Strafen schrecken kaum
Das Strafgesetzbuch hat Gunnar Greier natürlich im Kopf. Dort ist festgelegt, dass Korruption mit einer Freiheitsstrafe bis zu drei Jahren oder mit einer Geldstrafe bestraft werden muss. "Jeder denkt natürlich, er wird nicht erwischt", sagt der Staatsanwalt. An Strafen denke deshalb kaum jemand. "Was korrupte Personen wirklich in Angst und Schrecken versetzt, ist der tiefe Fall in aller Öffentlichkeit. Der Verlust von Amt und Würden." Er hat solche Fälle öfter miterlebt. Viele Täter unterschätzten den Wandel in der Gesellschaft. Greier stellt dazu fest: "Der Grundtenor in der Bevölkerung nach vielen Skandalen ist schon: Wir möchten Korruption nicht tolerieren und sehen das nicht als Kavaliersdelikt."

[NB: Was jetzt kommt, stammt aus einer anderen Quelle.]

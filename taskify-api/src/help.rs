/// Client for the AI help assistant backend
///
/// Talks to an OpenAI-compatible chat completions endpoint. The client is
/// cheap to clone; reqwest pools connections internally.

use serde::{Deserialize, Serialize};
use thiserror::Error;

use crate::config::HelpConfig;

/// What the assistant knows about the product
const SYSTEM_PROMPT: &str = "You are the in-app help assistant for Taskify, a team task \
     tracking tool with Kanban boards. Boards have four columns: To Do, In Progress, \
     In Review and Done. Users drag cards between columns, assign them to project \
     members and discuss them in comments. Answer briefly and concretely, in terms \
     of what the user can do in the app. If a question is not about Taskify, say so \
     politely.";

/// Help client errors
#[derive(Error, Debug)]
pub enum HelpClientError {
    /// Transport or HTTP-level failure
    #[error("Help request failed: {0}")]
    Request(#[from] reqwest::Error),

    /// Response did not contain a usable completion
    #[error("Help backend returned an unusable response: {0}")]
    BadResponse(String),
}

/// One turn of a chat conversation
#[derive(Debug, Clone, Serialize, Deserialize)]
pub struct ChatMessage {
    /// "system", "user" or "assistant"
    pub role: String,

    /// Message text
    pub content: String,
}

impl ChatMessage {
    pub fn user(content: impl Into<String>) -> Self {
        ChatMessage {
            role: "user".to_string(),
            content: content.into(),
        }
    }

    pub fn assistant(content: impl Into<String>) -> Self {
        ChatMessage {
            role: "assistant".to_string(),
            content: content.into(),
        }
    }
}

#[derive(Serialize)]
struct ChatRequest<'a> {
    model: &'a str,
    messages: Vec<ChatMessage>,
}

#[derive(Deserialize)]
struct ChatResponse {
    choices: Vec<ChatChoice>,
}

#[derive(Deserialize)]
struct ChatChoice {
    message: ChatMessage,
}

/// AI help assistant client
#[derive(Clone)]
pub struct HelpClient {
    http: reqwest::Client,
    config: HelpConfig,
}

impl HelpClient {
    /// Creates a client for the configured backend
    pub fn new(config: HelpConfig) -> Self {
        HelpClient {
            http: reqwest::Client::new(),
            config,
        }
    }

    /// Asks the assistant for the next reply
    ///
    /// `history` is the prior conversation, oldest first, ending with the
    /// user's newest question. The screen context, when known, is appended
    /// to the system prompt so answers can reference what the user sees.
    pub async fn complete(
        &self,
        history: Vec<ChatMessage>,
        screen_context: Option<&str>,
    ) -> Result<String, HelpClientError> {
        let mut system = SYSTEM_PROMPT.to_string();
        if let Some(screen) = screen_context {
            system.push_str(&format!(" The user is currently on the {screen} screen."));
        }

        let mut messages = Vec::with_capacity(history.len() + 1);
        messages.push(ChatMessage {
            role: "system".to_string(),
            content: system,
        });
        messages.extend(history);

        let request = ChatRequest {
            model: &self.config.model,
            messages,
        };

        let response = self
            .http
            .post(&self.config.api_url)
            .bearer_auth(&self.config.api_key)
            .json(&request)
            .send()
            .await?
            .error_for_status()?;

        let body: ChatResponse = response.json().await?;

        body.choices
            .into_iter()
            .next()
            .map(|choice| choice.message.content)
            .filter(|content| !content.is_empty())
            .ok_or_else(|| HelpClientError::BadResponse("no completion choices".to_string()))
    }
}

#[cfg(test)]
mod tests {
    use super::*;

    #[test]
    fn test_chat_message_constructors() {
        let msg = ChatMessage::user("How do I move a card?");
        assert_eq!(msg.role, "user");

        let msg = ChatMessage::assistant("Drag it to another column.");
        assert_eq!(msg.role, "assistant");
    }

    #[test]
    fn test_chat_request_wire_format() {
        let request = ChatRequest {
            model: "gpt-4o-mini",
            messages: vec![ChatMessage::user("hi")],
        };

        let value = serde_json::to_value(&request).unwrap();
        assert_eq!(value["model"], "gpt-4o-mini");
        assert_eq!(value["messages"][0]["role"], "user");
    }
}
/// Configuration management for the API server
///
/// This module loads configuration from environment variables and provides
/// a type-safe configuration struct.
///
/// # Environment Variables
///
/// - `DATABASE_URL`: PostgreSQL connection string (required)
/// - `DATABASE_MAX_CONNECTIONS`: Pool size (default: 10)
/// - `REDIS_URL`: Redis connection string (required)
/// - `API_HOST`: Host to bind to (default: 0.0.0.0)
/// - `API_PORT`: Port to bind to (default: 8080)
/// - `CORS_ORIGINS`: Comma-separated allowed origins (default: *)
/// - `HELP_API_URL`, `HELP_API_KEY`, `HELP_MODEL`: AI help assistant
///   backend; the help endpoints answer 503 when these are unset
/// - `RUST_LOG`: Log level (default: info)
///
/// # Example
///
/// ```no_run
/// use taskify_api::config::Config;
///
/// # fn example() -> anyhow::Result<()> {
/// let config = Config::from_env()?;
/// println!("Server will listen on {}:{}", config.api.host, config.api.port);
/// # Ok(())
/// # }
/// ```

use serde::{Deserialize, Serialize};
use std::env;

/// Complete application configuration
#[derive(Debug, Clone, Serialize, Deserialize)]
pub struct Config {
    /// API server configuration
    pub api: ApiConfig,

    /// Database configuration
    pub database: DatabaseConfig,

    /// AI help assistant backend; None disables the help endpoints
    pub help: Option<HelpConfig>,
}

/// API server configuration
#[derive(Debug, Clone, Serialize, Deserialize)]
pub struct ApiConfig {
    /// Host to bind to
    pub host: String,

    /// Port to bind to
    pub port: u16,

    /// Allowed CORS origins; "*" means permissive
    pub cors_origins: Vec<String>,
}

/// Database configuration
#[derive(Debug, Clone, Serialize, Deserialize)]
pub struct DatabaseConfig {
    /// PostgreSQL connection URL
    pub url: String,

    /// Maximum number of connections in pool
    pub max_connections: u32,
}

/// AI help assistant backend configuration
#[derive(Debug, Clone, Serialize, Deserialize)]
pub struct HelpConfig {
    /// Chat completions endpoint URL
    pub api_url: String,

    /// API key sent as a bearer token
    ///
    /// Never log this value.
    pub api_key: String,

    /// Model deployment name
    pub model: String,
}

impl Config {
    /// Loads configuration from environment variables
    ///
    /// # Errors
    ///
    /// Returns an error if required environment variables are missing or
    /// have invalid values.
    pub fn from_env() -> anyhow::Result<Self> {
        // Load .env file if present (for development)
        dotenvy::dotenv().ok();

        let api_host = env::var("API_HOST").unwrap_or_else(|_| "0.0.0.0".to_string());
        let api_port = env::var("API_PORT")
            .unwrap_or_else(|_| "8080".to_string())
            .parse::<u16>()?;

        let cors_origins: Vec<String> = env::var("CORS_ORIGINS")
            .unwrap_or_else(|_| "*".to_string())
            .split(',')
            .map(|origin| origin.trim().to_string())
            .filter(|origin| !origin.is_empty())
            .collect();

        let database_url = env::var("DATABASE_URL")
            .map_err(|_| anyhow::anyhow!("DATABASE_URL environment variable is required"))?;

        let max_connections = env::var("DATABASE_MAX_CONNECTIONS")
            .unwrap_or_else(|_| "10".to_string())
            .parse::<u32>()?;

        let help = match (
            env::var("HELP_API_URL"),
            env::var("HELP_API_KEY"),
            env::var("HELP_MODEL"),
        ) {
            (Ok(api_url), Ok(api_key), Ok(model)) => Some(HelpConfig {
                api_url,
                api_key,
                model,
            }),
            _ => {
                tracing::warn!("Help assistant not configured; help endpoints will answer 503");
                None
            }
        };

        Ok(Self {
            api: ApiConfig {
                host: api_host,
                port: api_port,
                cors_origins,
            },
            database: DatabaseConfig {
                url: database_url,
                max_connections,
            },
            help,
        })
    }

    /// Returns the server bind address
    pub fn bind_address(&self) -> String {
        format!("{}:{}", self.api.host, self.api.port)
    }
}

#[cfg(test)]
mod tests {
    use super::*;

    #[test]
    fn test_bind_address() {
        let config = Config {
            api: ApiConfig {
                host: "127.0.0.1".to_string(),
                port: 8080,
                cors_origins: vec!["*".to_string()],
            },
            database: DatabaseConfig {
                url: "postgresql://localhost/test".to_string(),
                max_connections: 10,
            },
            help: None,
        };

        assert_eq!(config.bind_address(), "127.0.0.1:8080");
    }
}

Das Landeskriminalamt im bevölkerungsreichsten Bundesland Nordrhein-Westfalen hat im vergangenen Jahr fast 400 Ermittlungsverfahren eingeleitet. 2008 waren es noch 80. Die Zahlen bestätigen nach Ansicht der Ermittler, dass Mitarbeiter von Behörden oder Stadtverwaltungen immer häufiger sofort jeden Versuch von Bestechung melden und nicht einmal mehr Kugelschreiber oder eine spendierte Currywurst annehmen. "Es gibt leider keine exakte Bestimmung, die sagt, wo Korruption anfängt", sagt Gunnar Greier.
Keine Bodyguards nötig
Dennoch landet nicht jeder Fall vor Gericht. "Ja, es gibt sogenannte Deals", räumt Greier ohne Zögern ein. Erst kürzlich habe man ein großes Verfahren gehabt mit bis zu 1.000 verwickelten Personen. "Hätten wir die alle anklagen sollen?"
"Das schafft kein Gericht in einer vertretbaren Zeit", beantwortet er seine eigene Frage. Natürlich seien solche Deals, außergerichtliche Einigungen, nur möglich, wenn Umfang und Schwere der Taten gering waren, die Täter Reue zeigten und sich selbst angezeigt hätten. Korruption wirksam zu bekämpfen sei eben manchmal wie Schwarzbrot backen. Wenig glamourös. Aber wichtig für den Zusammenhalt einer Gesellschaft.
Nach einem Zehn-Stunden-Tag fährt Gunnar Greier, Vater von zwei Söhnen, mit dem Fahrrad nach Hause. Er freut sich, dass er trotz seiner heiklen Recherchen in Unternehmen und Behörden keine Bodyguards um sich herum haben muss. Die brauche er nicht, sagt Greier. "Menschen, die in Korruptionsfälle verwickelt sind, sind weder gewalttätig noch mutig."